Zastanawiające jest to, że w sytuacjach innych niż "ubezpieczeniowe" wynagrodzenie pełnomocnika wypłaca mu mocodawca. Skąd wynika tak zakorzeniony w środowisku ubezpieczeniowym trend, iż to ZU opłaca brokera, nota bene pełnomocnika klienta? Jest to przecież sytuacja dwuznaczna dla brokera i groźna dla jego klienta - zważywszy, iż ten ostatni jest przekonany o bezpłatności usług brokera nie bierze (nie chce brać) pod uwagę, że 1)de facto płaci za usługę w cenie składki oraz 2)niekoniecznie dostaje produkt najlepszy dla niego, ale opłacalny dla brokera.

Czy na pewno potrzeba odrębnej regulacji dla ucywilizowania rynku?

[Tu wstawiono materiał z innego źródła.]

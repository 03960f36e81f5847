//! Implementations of the device-local string store.

use async_trait::async_trait;
use parking_lot::RwLock;
use std::collections::BTreeMap;
use std::io::ErrorKind;
use std::path::Path;
use std::path::PathBuf;
use std::sync::atomic::AtomicU64;
use std::sync::atomic::Ordering;
use tracing::debug;

use crate::error::Result;
use crate::traits::KeyValueStore;

/// Process-local store. Survives cache re-instantiation as long as the same instance is reused, which is all tests
/// and ephemeral sessions need.
#[derive(Debug, Default)]
pub struct MemoryStore {
    entries: RwLock<BTreeMap<String, String>>,
}

impl MemoryStore {
    pub fn new() -> Self {
        Self::default()
    }

    pub fn len(&self) -> usize {
        self.entries.read().len()
    }

    pub fn is_empty(&self) -> bool {
        self.entries.read().is_empty()
    }

    pub fn contains_key(&self, key: &str) -> bool {
        self.entries.read().contains_key(key)
    }
}

#[async_trait]
impl KeyValueStore for MemoryStore {
    async fn get_string(&self, key: &str) -> Result<Option<String>> {
        Ok(self.entries.read().get(key).cloned())
    }

    async fn set_string(&self, key: &str, value: &str) -> Result<()> {
        self.entries.write().insert(key.to_owned(), value.to_owned());
        Ok(())
    }

    async fn remove(&self, key: &str) -> Result<()> {
        self.entries.write().remove(key);
        Ok(())
    }

    async fn keys(&self) -> Result<Vec<String>> {
        Ok(self.entries.read().keys().cloned().collect())
    }

    async fn keys_with_prefix(&self, prefix: &str) -> Result<Vec<String>> {
        Ok(self
            .entries
            .read()
            .range(prefix.to_owned()..)
            .take_while(|(k, _)| k.starts_with(prefix))
            .map(|(k, _)| k.clone())
            .collect())
    }
}

const RECORD_EXT: &str = "rec";
const TEMP_EXT: &str = "tmp";

/// One file per key under a directory.
///
/// File names are the hex encoding of the key, so any key is representable and the key list can be recovered from a
/// directory listing. Values are written to a temporary file first and renamed into place, hence a crash never leaves
/// a half-written record behind.
#[derive(Debug)]
pub struct FileStore {
    root:       PathBuf,
    temp_nonce: AtomicU64,
}

impl FileStore {
    pub async fn open(root: impl AsRef<Path>) -> Result<Self> {
        let root = root.as_ref().to_path_buf();
        tokio::fs::create_dir_all(&root).await?;
        Self::remove_stale_temps(&root).await?;
        debug!("File store opened at {}", root.display());
        Ok(Self {
            root,
            temp_nonce: AtomicU64::new(0),
        })
    }

    pub fn root(&self) -> &Path {
        &self.root
    }

    fn path_of(&self, key: &str) -> PathBuf {
        self.root.join(format!("{}.{RECORD_EXT}", hex::encode(key)))
    }

    fn key_of(path: &Path) -> Option<String> {
        if path.extension()?.to_str()? != RECORD_EXT {
            return None;
        }
        let bytes = hex::decode(path.file_stem()?.to_str()?).ok()?;
        String::from_utf8(bytes).ok()
    }

    // Leftovers of writes interrupted by a crash.
    async fn remove_stale_temps(root: &Path) -> Result<()> {
        let mut dir = tokio::fs::read_dir(root).await?;
        while let Some(entry) = dir.next_entry().await? {
            let path = entry.path();
            if path.extension().and_then(|e| e.to_str()) == Some(TEMP_EXT) {
                debug!("Removing stale temporary file {}", path.display());
                tokio::fs::remove_file(&path).await?;
            }
        }
        Ok(())
    }
}

#[async_trait]
impl KeyValueStore for FileStore {
    async fn get_string(&self, key: &str) -> Result<Option<String>> {
        match tokio::fs::read_to_string(self.path_of(key)).await {
            Ok(value) => Ok(Some(value)),
            Err(err) if err.kind() == ErrorKind::NotFound => Ok(None),
            Err(err) => Err(err.into()),
        }
    }

    async fn set_string(&self, key: &str, value: &str) -> Result<()> {
        let nonce = self.temp_nonce.fetch_add(1, Ordering::Relaxed);
        let temp = self
            .root
            .join(format!("{}-{nonce}.{TEMP_EXT}", hex::encode(key)));
        tokio::fs::write(&temp, value.as_bytes()).await?;
        if let Err(err) = tokio::fs::rename(&temp, self.path_of(key)).await {
            if let Err(cleanup) = tokio::fs::remove_file(&temp).await {
                debug!("Failed to remove temporary file {}: {cleanup}", temp.display());
            }
            return Err(err.into());
        }
        Ok(())
    }

    async fn remove(&self, key: &str) -> Result<()> {
        match tokio::fs::remove_file(self.path_of(key)).await {
            Ok(()) => Ok(()),
            Err(err) if err.kind() == ErrorKind::NotFound => Ok(()),
            Err(err) => Err(err.into()),
        }
    }

    async fn keys(&self) -> Result<Vec<String>> {
        let mut keys = Vec::new();
        let mut dir = tokio::fs::read_dir(&self.root).await?;
        while let Some(entry) = dir.next_entry().await? {
            if let Some(key) = Self::key_of(&entry.path()) {
                keys.push(key);
            }
        }
        keys.sort();
        Ok(keys)
    }
}
use async_trait::async_trait;
use chrono::DateTime;
use chrono::Duration;
use chrono::Utc;
use std::sync::Arc;
use tracing::debug;
use tracing::instrument;
use tracing::warn;

use crate::batch;
use crate::memory::MemoryTier;
use crate::persistent::PersistentTier;
use crate::traits::CacheEntity;
use crate::traits::CacheMaintenance;
use crate::traits::Clock;
use crate::types::CacheStats;
use crate::write_queue::WriteQueue;

/// Cache of one entity type: memory tier in front of the persistent tier.
///
/// * `get` looks in memory, then in the persistent tier, re-populating memory on a persistent hit. A miss means the
///   caller fetches from the remote service and calls `set`.
/// * `set` is visible to the very next `get`; the persistent write is queued and best-effort.
/// * Going over `capacity` evicts the least recently touched entries from memory only. Their persisted copies stay
///   until the TTL sweep removes them.
pub struct EntityCache<E>
where
    E: CacheEntity,
{
    name:       &'static str,
    capacity:   usize,
    ttl:        Duration,
    batch_size: usize,
    pinned:     bool,
    clock:      Arc<dyn Clock>,
    memory:     MemoryTier<E>,
    persistent: Arc<PersistentTier>,
    queue:      WriteQueue,
}

impl<E> EntityCache<E>
where
    E: CacheEntity,
{
    pub(crate) fn new(
        name: &'static str,
        capacity: usize,
        ttl: Duration,
        batch_size: usize,
        queue_capacity: usize,
        clock: Arc<dyn Clock>,
        persistent: Arc<PersistentTier>,
    ) -> Self {
        Self {
            name,
            capacity,
            ttl,
            batch_size,
            pinned: false,
            clock,
            memory: MemoryTier::new(),
            queue: WriteQueue::new(name, Arc::clone(&persistent), queue_capacity),
            persistent,
        }
    }

    /// Keep this cache out of the janitor's aggressive shrinking.
    pub(crate) fn pinned(mut self) -> Self {
        self.pinned = true;
        self
    }

    #[inline]
    pub fn name(&self) -> &'static str {
        self.name
    }

    #[inline]
    pub fn capacity(&self) -> usize {
        self.capacity
    }

    #[inline]
    pub fn ttl(&self) -> Duration {
        self.ttl
    }

    pub async fn get(&self, key: &str) -> Option<E> {
        let now = self.clock.now();

        if let Some(value) = self.memory.get(key, now, self.ttl) {
            debug!("[{}] GET({key}) memory hit", self.name);
            return Some(value);
        }

        let epoch = self.memory.epoch();
        let stamped = self.persistent.read::<E>(E::KIND, key, now, self.ttl).await?;
        debug!("[{}] GET({key}) persistent hit, stored at {}", self.name, stamped.at);

        match self
            .memory
            .insert_if_unchanged(epoch, key.to_owned(), stamped.value.clone(), now, self.capacity)
        {
            Some(evicted) => {
                self.log_evicted(&evicted);
                Some(stamped.value)
            }
            None => {
                debug!("[{}] GET({key}) not re-populated, memory changed meanwhile", self.name);
                // A write that landed during the read wins over what was just loaded.
                self.memory.peek(key).or(Some(stamped.value))
            }
        }
    }

    /// Memory-only lookup that does not refresh the access time.
    pub fn peek(&self, key: &str) -> Option<E> {
        self.memory.peek(key)
    }

    pub fn contains(&self, key: &str) -> bool {
        self.memory.contains(key)
    }

    pub async fn set(&self, key: impl Into<String>, value: E) {
        let key = key.into();
        let now = self.clock.now();

        let entry = self.persistent.encode(E::KIND, &key, &value, now);
        let evicted = self.memory.insert(key.clone(), value, now, self.capacity);
        debug!("[{}] SET({key})", self.name);
        self.log_evicted(&evicted);

        match entry {
            Ok(entry) => {
                self.queue.write_entries(vec![entry]).await;
            }
            Err(err) => warn!("[{}] Not persisting '{key}': {err}", self.name),
        }
    }

    /// Write many entities at once. Memory is updated before this returns; persistence goes through the batch
    /// serializer.
    #[instrument(level = "trace", skip(self, items), fields(cache = self.name, count = items.len()))]
    pub async fn set_many(&self, items: Vec<(String, E)>) {
        if items.is_empty() {
            return;
        }

        let now = self.clock.now();
        let batches = batch::partition(items, self.batch_size);

        for (key, value) in batches.iter().flatten() {
            let evicted = self.memory.insert(key.clone(), value.clone(), now, self.capacity);
            self.log_evicted(&evicted);
        }

        for entries in batch::encode_batches(self.name, &self.persistent, E::KIND, batches, now).await {
            self.queue.write_entries(entries).await;
        }
    }

    /// Memory-only bulk insert for data that has an always-available source of its own.
    pub fn preload(&self, items: Vec<(String, E)>) -> usize {
        let now = self.clock.now();
        let count = items.len();
        for (key, value) in items {
            let evicted = self.memory.insert(key, value, now, self.capacity);
            self.log_evicted(&evicted);
        }
        debug!("[{}] Preloaded {count} entries", self.name);
        count
    }

    /// Remove from both tiers. Returns once the persisted pair is gone.
    pub async fn remove(&self, key: &str) -> Option<E> {
        let removed = self.memory.remove(key);
        debug!("[{}] REMOVE({key}) in memory: {}", self.name, removed.is_some());
        self.queue
            .delete(vec![
                self.persistent.stamp_key(E::KIND, key),
                self.persistent.record_key(E::KIND, key),
            ])
            .await;
        self.queue.flush().await;
        removed
    }

    pub async fn remove_many(&self, keys: &[String]) {
        if keys.is_empty() {
            return;
        }
        let mut doomed = Vec::with_capacity(keys.len() * 2);
        for key in keys {
            self.memory.remove(key);
            doomed.push(self.persistent.stamp_key(E::KIND, key));
            doomed.push(self.persistent.record_key(E::KIND, key));
        }
        debug!("[{}] REMOVE {} key(s)", self.name, keys.len());
        self.queue.delete(doomed).await;
        self.queue.flush().await;
    }

    /// Drop every entry of this type from both tiers.
    pub async fn clear(&self) {
        let dropped = self.memory.clear();
        // Anything still queued must land before the listing, or it would survive the clear.
        self.queue.flush().await;
        match self.persistent.keys_of_kind(E::KIND).await {
            Ok(keys) => {
                self.queue.delete(keys).await;
                self.queue.flush().await;
            }
            Err(err) => warn!("[{}] Failed to list persisted entries: {err}", self.name),
        }
        debug!("[{}] Cleared, {dropped} memory entries dropped", self.name);
    }

    pub fn len(&self) -> usize {
        self.memory.len()
    }

    pub fn is_empty(&self) -> bool {
        self.memory.is_empty()
    }

    pub fn stats(&self) -> CacheStats {
        CacheStats {
            name:             self.name,
            item_count:       self.memory.len(),
            capacity:         self.capacity,
            oldest_timestamp: self.memory.oldest(),
            newest_timestamp: self.memory.newest(),
        }
    }

    /// Last access time of a key held in memory.
    pub fn last_access(&self, key: &str) -> Option<DateTime<Utc>> {
        self.memory.timestamp_of(key)
    }

    pub async fn flush(&self) {
        self.queue.flush().await;
    }

    pub(crate) async fn close(&self) {
        self.queue.close().await;
    }

    fn log_evicted(&self, evicted: &[String]) {
        if !evicted.is_empty() {
            debug!("[{}] Evicted {} entries over capacity {}", self.name, evicted.len(), self.capacity);
        }
    }
}

#[async_trait]
impl<E> CacheMaintenance for EntityCache<E>
where
    E: CacheEntity,
{
    fn name(&self) -> &'static str {
        self.name
    }

    fn len(&self) -> usize {
        self.memory.len()
    }

    fn capacity(&self) -> usize {
        self.capacity
    }

    fn is_pinned(&self) -> bool {
        self.pinned
    }

    fn purge_expired(&self, now: DateTime<Utc>) -> usize {
        self.memory.purge_expired(now, self.ttl).len()
    }

    fn shrink_to(&self, max: usize) -> usize {
        self.memory.evict_to(max).len()
    }

    async fn flush(&self) {
        self.queue.flush().await;
    }
}
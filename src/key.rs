//! Cache key derivation.
//!
//! Object caches (notes, pages) are keyed by the entity's own identifier. Content caches (translations,
//! pronunciations) are keyed by a digest of the source text plus the target language:
//!
//! ```text
//! hex(blake3(first CONTENT_KEY_MAX_CHARS chars of text))[..32] + "_" + language
//! ```
//!
//! Only the leading [`CONTENT_KEY_MAX_CHARS`] characters are hashed. Two long texts that share that prefix produce the
//! same key; this bounds hashing cost and is an accepted collision.

use crate::types::TextProcessingMode;

/// Number of leading characters of a text that take part in its content key.
pub const CONTENT_KEY_MAX_CHARS: usize = 500;

const DIGEST_HEX_LEN: usize = 32;

/// Key of an identifier-keyed entity. The identifier itself.
#[inline]
pub fn entity_key(id: &str) -> String {
    id.to_owned()
}

pub fn content_key(text: &str, language: &str) -> String {
    let digest = blake3::hash(truncate_chars(text, CONTENT_KEY_MAX_CHARS).as_bytes());
    let hex = digest.to_hex();
    format!("{}_{language}", &hex.as_str()[..DIGEST_HEX_LEN])
}

pub fn processed_text_key(page_id: &str, mode: TextProcessingMode) -> String {
    format!("{page_id}_{mode}")
}

// Cut on a character boundary so multi-byte text never splits a code point.
fn truncate_chars(text: &str, max_chars: usize) -> &str {
    match text.char_indices().nth(max_chars) {
        Some((byte_idx, _)) => &text[..byte_idx],
        None => text,
    }
}
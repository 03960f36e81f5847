mod common;

use chrono::Duration;
use study_cache::prelude::*;

use common::note;
use common::page;
use common::Harness;

#[tokio::test]
async fn passes_sweep_expired_pairs_a_batch_at_a_time() {
    let h = Harness::new(CacheConfig::builder().janitor_batch_size(3).build().unwrap());
    for i in 0..5 {
        h.cache.cache_note(note(&format!("old{i}"))).await;
    }
    h.clock.advance(Duration::hours(23));
    h.cache.cache_note(note("fresh")).await;
    h.cache.flush().await;

    h.clock.advance(Duration::hours(2));
    // Timestamp keys in order: fresh, old0 .. old4.
    let first = h.cache.run_janitor_pass().await.unwrap();
    assert_eq!(first.scanned, 3);
    assert_eq!(first.removed, 2);
    assert_eq!(first.memory_expired, 5);
    assert!(!first.aggressive);

    let second = h.cache.run_janitor_pass().await.unwrap();
    assert_eq!(second.scanned, 3);
    assert_eq!(second.removed, 3);
    assert_eq!(second.memory_expired, 0);

    assert_eq!(h.store.len(), 2);
    assert!(h.store.contains_key("cache:note:fresh"));
    assert_eq!(h.cache.notes().len(), 1);

    // Past the last key the walk starts over.
    let third = h.cache.run_janitor_pass().await.unwrap();
    assert_eq!(third.scanned, 1);
    assert_eq!(third.removed, 0);
}

#[tokio::test]
async fn corrupt_timestamps_are_swept() {
    let h = Harness::new(CacheConfig::default());
    h.store.set_string("cache:page:p1", "{}").await.unwrap();
    h.store.set_string("cache_ts:page:p1", "garbage").await.unwrap();

    let report = h.cache.run_janitor_pass().await.unwrap();
    assert_eq!(report.removed, 1);
    assert!(h.store.is_empty());
}

#[tokio::test]
async fn over_the_ceiling_every_cache_shrinks() {
    let config = CacheConfig::builder()
        .max_notes(10)
        .max_pages(10)
        .memory_ceiling(12)
        .aggressive_fraction(0.3)
        .build()
        .unwrap();
    let h = Harness::new(config);
    for i in 0..8 {
        h.cache.cache_note(note(&format!("n{i}"))).await;
        h.cache.cache_page("n0", page(&format!("p{i}"), "n0", i, "")).await;
        h.clock.advance(Duration::seconds(1));
    }
    assert_eq!(h.cache.stats().total_items, 16);

    let report = h.cache.run_janitor_pass().await.unwrap();
    assert!(report.aggressive);
    assert_eq!(h.cache.notes().len(), 3);
    assert_eq!(h.cache.pages().len(), 3);
    // The newest survive.
    for i in 5..8 {
        assert!(h.cache.notes().contains(&format!("n{i}")));
    }

    // Shrinking bounds memory; the persisted copies stay readable.
    h.cache.flush().await;
    assert!(h.cache.get_note("n0").await.is_some());
}

fn dictionary(count: usize) -> Vec<DictionaryEntry> {
    (0..count)
        .map(|i| DictionaryEntry {
            word: format!("w{i}"),
            meaning: format!("meaning {i}"),
            source: DictionarySource::Bundled,
            ..Default::default()
        })
        .collect()
}

#[tokio::test]
async fn full_dictionary_survives_a_pass_with_default_sizes() {
    let h = Harness::new(CacheConfig::default());
    let capacity = h.cache.config().max_dictionary_entries();
    assert_eq!(h.cache.preload_dictionary(dictionary(capacity)), capacity);
    h.cache.cache_note(note("n1")).await;

    let report = h.cache.run_janitor_pass().await.unwrap();
    assert!(!report.aggressive);
    assert_eq!(h.cache.dictionary().len(), capacity);
    assert!(h.cache.lookup_word("w0").await.is_some());
}

#[tokio::test]
async fn aggressive_pass_leaves_the_dictionary_alone() {
    let config = CacheConfig::builder()
        .max_notes(10)
        .memory_ceiling(5)
        .aggressive_fraction(0.2)
        .build()
        .unwrap();
    let h = Harness::new(config);
    h.cache.preload_dictionary(dictionary(100));
    for i in 0..8 {
        h.cache.cache_note(note(&format!("n{i}"))).await;
        h.clock.advance(Duration::seconds(1));
    }

    let report = h.cache.run_janitor_pass().await.unwrap();
    assert!(report.aggressive);
    assert_eq!(h.cache.notes().len(), 2);
    assert_eq!(h.cache.dictionary().len(), 100);
}

#[tokio::test]
async fn passes_never_overlap() {
    let h = Harness::new(CacheConfig::builder().janitor_batch_size(1).build().unwrap());
    for i in 0..4 {
        h.cache.cache_note(note(&format!("n{i}"))).await;
    }
    h.cache.flush().await;

    let (first, second) = tokio::join!(h.cache.run_janitor_pass(), h.cache.run_janitor_pass());
    assert!(first.is_some() != second.is_some());

    // Once the running pass is over the next one goes through.
    assert!(h.cache.run_janitor_pass().await.is_some());
}

#[tokio::test]
async fn janitor_is_restartable() {
    let h = Harness::new(CacheConfig::default());
    let janitor = h.cache.janitor();

    h.cache.init().unwrap();
    assert!(janitor.is_running());
    assert!(!janitor.start());

    janitor.stop().await;
    assert!(!janitor.is_running());

    assert!(janitor.start());
    assert!(janitor.is_running());

    h.cache.shutdown().await;
    assert!(!janitor.is_running());
    assert!(matches!(h.cache.init(), Err(CacheError::Closed(_))));
}

#[tokio::test]
async fn background_task_sweeps_on_its_own() {
    let h = Harness::new(CacheConfig::builder().janitor_interval_secs(1).build().unwrap());
    h.cache.cache_note(note("n1")).await;
    h.cache.flush().await;
    h.cache.init().unwrap();

    h.clock.advance(Duration::hours(25));

    let mut swept = false;
    for _ in 0..40 {
        tokio::time::sleep(std::time::Duration::from_millis(100)).await;
        if h.store.is_empty() && h.cache.notes().is_empty() {
            swept = true;
            break;
        }
    }
    assert!(swept, "the janitor did not run within 4 seconds");

    h.cache.shutdown().await;
}

#[tokio::test]
async fn clear_does_not_stop_the_janitor() {
    let h = Harness::new(CacheConfig::default());
    h.cache.init().unwrap();
    h.cache.cache_note(note("n1")).await;
    h.cache.clear().await;
    assert!(h.cache.janitor().is_running());
    h.cache.shutdown().await;
}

Temat: Doradca czy pośrednik?

Taka sytuacja, że mocodawca nie płaci jest częściej spotykana. Najbardziej jaskrawym przykładem są "niezależni pośrednicy finansowi", jak np. Expander czy Open Finance. Ich wynagrodzenie pokrywa bank lub zakład ubezpieczeń (najczęściej są multiagentami ubezpieczeniowymi). Natomiast ich współpraca z bankami sprawia, że nie zawsze opłaca im się zasugerować najlepszy produkt, więc sytuacja jest dokładnie taka sama jak w przypadku brokerów ubezpieczeniowych. Czasami taki model współpracy proponują pośrednicy ubezpieczeniowi (pobierają prowizję od drugiej strony transakcji).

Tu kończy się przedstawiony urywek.